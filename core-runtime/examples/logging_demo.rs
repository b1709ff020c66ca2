//! Logging system demonstration
//!
//! This example shows how to use the logging infrastructure in different modes.
//!
//! Run with:
//! ```bash
//! # Pretty format (default in debug)
//! cargo run --example logging_demo
//!
//! # JSON format
//! cargo run --example logging_demo -- json
//!
//! # Compact format
//! cargo run --example logging_demo -- compact
//!
//! # With custom filter
//! cargo run --example logging_demo -- pretty "core_runtime=trace"
//! ```

use core_runtime::logging::{
    init_logging, redact_if_sensitive, LogFormat, LogLevel, LoggingConfig,
};
use std::env;
use tracing::{debug, error, info, instrument, span, trace, warn, Level};

#[tokio::main]
async fn main() {
    let args: Vec<String> = env::args().collect();

    let format = if args.len() > 1 {
        match args[1].as_str() {
            "json" => LogFormat::Json,
            "compact" => LogFormat::Compact,
            "pretty" => LogFormat::Pretty,
            _ => LogFormat::Pretty,
        }
    } else {
        LogFormat::default()
    };

    let filter = args.get(2).cloned();

    let mut config = LoggingConfig::default()
        .with_format(format)
        .with_level(LogLevel::Trace)
        .with_pii_redaction(true)
        .with_spans(true)
        .with_target(true);

    if let Some(f) = filter {
        config = config.with_filter(f);
    }

    init_logging(config).expect("Failed to initialize logging");

    info!("=== Logging System Demo ===");
    info!(format = ?format, "Logging initialized");

    demo_log_levels();
    demo_structured_logging();
    demo_spans().await;
    demo_pii_redaction();
    demo_instrumentation().await;

    info!("=== Demo Complete ===");
}

fn demo_log_levels() {
    let span = span!(Level::INFO, "log_levels");
    let _enter = span.enter();

    trace!("This is a TRACE level log");
    debug!("This is a DEBUG level log");
    info!("This is an INFO level log");
    warn!("This is a WARN level log");
    error!("This is an ERROR level log");
}

fn demo_structured_logging() {
    let span = span!(Level::INFO, "structured_logging");
    let _enter = span.enter();

    info!("Simple message without fields");

    info!(
        account_id = "acct-12345",
        provider = "google",
        expires_in_secs = 3600,
        "Token information"
    );

    info!(
        active_accounts = 2,
        pending_refreshes = 1,
        "Coordinator state"
    );
}

async fn demo_spans() {
    let span = span!(Level::INFO, "token_refresh", provider = "google");
    let _enter = span.enter();

    info!("Starting token refresh");

    {
        let inner_span = span!(Level::DEBUG, "load_record");
        let _inner = inner_span.enter();

        debug!(account_id = "acct-12345", "Loaded stored token record");
        tokio::time::sleep(tokio::time::Duration::from_millis(10)).await;
    }

    {
        let inner_span = span!(Level::DEBUG, "exchange_refresh_handle");
        let _inner = inner_span.enter();

        debug!(attempt = 1, "Exchanging refresh handle with provider");
        tokio::time::sleep(tokio::time::Duration::from_millis(10)).await;
    }

    info!(expires_in_secs = 3600, "Token refresh completed");
}

fn demo_pii_redaction() {
    let span = span!(Level::INFO, "pii_redaction");
    let _enter = span.enter();

    // These values will be automatically redacted by our helper
    let token = "secret_access_token_12345";
    let email = "user@example.com";

    info!(
        token = %redact_if_sensitive("access_token", token),
        email = %redact_if_sensitive("email", email),
        "Sensitive data example"
    );

    // Best practice: Don't log sensitive values at all
    info!("Authentication successful for account");
    // Instead of: info!(token = access_token, "Auth successful")
}

#[instrument]
async fn demo_instrumentation() {
    info!("Instrumented function automatically creates spans");

    let accounts = vec!["acct-1", "acct-2", "acct-3"];
    refresh_accounts(&accounts).await;
}

#[instrument(fields(count = accounts.len()))]
async fn refresh_accounts(accounts: &[&str]) {
    debug!("Refreshing accounts");

    for (idx, account) in accounts.iter().enumerate() {
        refresh_account(idx, account).await;
    }

    info!("All accounts refreshed");
}

#[instrument(fields(account_index = idx))]
async fn refresh_account(idx: usize, account: &str) {
    trace!(account_id = %account, "Refreshing individual account");
    tokio::time::sleep(tokio::time::Duration::from_millis(5)).await;
}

※

* _DIRECTIONS_
Could you output the records in full, exactly as written?

* _WRITTEN SOLUTION_
filename core-runtime/examples/logging_demo.rs
repository b1709ff020c66ca2
//! Logging system demonstration
//!
//! This example shows how to use the logging infrastructure in different modes.
//!
//! Run with:
//! ```bash
//! # Pretty format (default in debug)
//! cargo run --example logging_demo
//!
//! # JSON format
//! cargo run --example logging_demo -- json
//!
//! # Compact format
//! cargo run --example logging_demo -- compact
//!
//! # With custom filter
//! cargo run --example logging_demo -- pretty "core_runtime=trace"
//! ```

use core_runtime::logging::{
    init_logging, redact_if_sensitive, LogFormat, LogLevel, LoggingConfig,
};
use std::env;
use tracing::{debug, error, info, instrument, span, trace, warn, Level};

#[tokio::main]
async fn main() {
    let args: Vec<String> = env::args().collect();

    let format = if args.len() > 1 {
        match args[1].as_str() {
            "json" => LogFormat::Json,
            "compact" => LogFormat::Compact,
            "pretty" => LogFormat::Pretty,
            _ => LogFormat::Pretty,
        }
    } else {
        LogFormat::default()
    };

    let filter = args.get(2).cloned();

    let mut config = LoggingConfig::default()
        .with_format(format)
        .with_level(LogLevel::Trace)
        .with_pii_redaction(true)
        .with_spans(true)
        .with_target(true);

    if let Some(f) = filter {
        config = config.with_filter(f);
    }

    init_logging(config).expect("Failed to initialize logging");

    info!("=== Logging System Demo ===");
    info!(format = ?format, "Logging initialized");

    demo_log_levels();
    demo_structured_logging();
    demo_spans().await;
    demo_pii_redaction();
    demo_instrumentation().await;

    info!("=== Demo Complete ===");
}

fn demo_log_levels() {
    let span = span!(Level::INFO, "log_levels");
    let _enter = span.enter();

    trace!("This is a TRACE level log");
    debug!("This is a DEBUG level log");
    info!("This is an INFO level log");
    warn!("This is a WARN level log");
    error!("This is an ERROR level log");
}

fn demo_structured_logging() {
    let span = span!(Level::INFO, "structured_logging");
    let _enter = span.enter();

    info!("Simple message without fields");

    info!(
        account_id = "acct-12345",
        provider = "google",
        expires_in_secs = 3600,
        "Token information"
    );

    info!(
        active_accounts = 2,
        pending_refreshes = 1,
        "Coordinator state"
    );
}

async fn demo_spans() {
    let span = span!(Level::INFO, "token_refresh", provider = "google");
    let _enter = span.enter();

    info!("Starting token refresh");

    {
        let inner_span = span!(Level::DEBUG, "load_record");
        let _inner = inner_span.enter();

        debug!(account_id = "acct-12345", "Loaded stored token record");
        tokio::time::sleep(tokio::time::Duration::from_millis(10)).await;
    }

    {
        let inner_span = span!(Level::DEBUG, "exchange_refresh_handle");
        let _inner = inner_span.enter();

        debug!(attempt = 1, "Exchanging refresh handle with provider");
        tokio::time::sleep(tokio::time::Duration::from_millis(10)).await;
    }

    info!(expires_in_secs = 3600, "Token refresh completed");
}

fn demo_pii_redaction() {
    let span = span!(Level::INFO, "pii_redaction");
    let _enter = span.enter();

    // These values will be automatically redacted by our helper
    let token = "secret_access_token_12345";
    let email = "user@example.com";

    info!(
        token = %redact_if_sensitive("access_token", token),
        email = %redact_if_sensitive("email", email),
        "Sensitive data example"
    );

    // Best practice: Don't log sensitive values at all
    info!("Authentication successful for account");
    // Instead of: info!(token = access_token, "Auth successful")
}

#[instrument]
async fn demo_instrumentation() {
    info!("Instrumented function automatically creates spans");

    let accounts = vec!["acct-1", "acct-2", "acct-3"];
    refresh_accounts(&accounts).await;
}

#[instrument(fields(count = accounts.len()))]
async fn refresh_accounts(accounts: &[&str]) {
    debug!("Refreshing accounts");

    for (idx, account) in accounts.iter().enumerate() {
        refresh_account(idx, account).await;
    }

    info!("All accounts refreshed");
}

#[instrument(fields(account_index = idx))]
async fn refresh_account(idx: usize, account: &str) {
    trace!(account_id = %account, "Refreshing individual account");
    tokio::time::sleep(tokio::time::Duration::from_millis(5)).await;
}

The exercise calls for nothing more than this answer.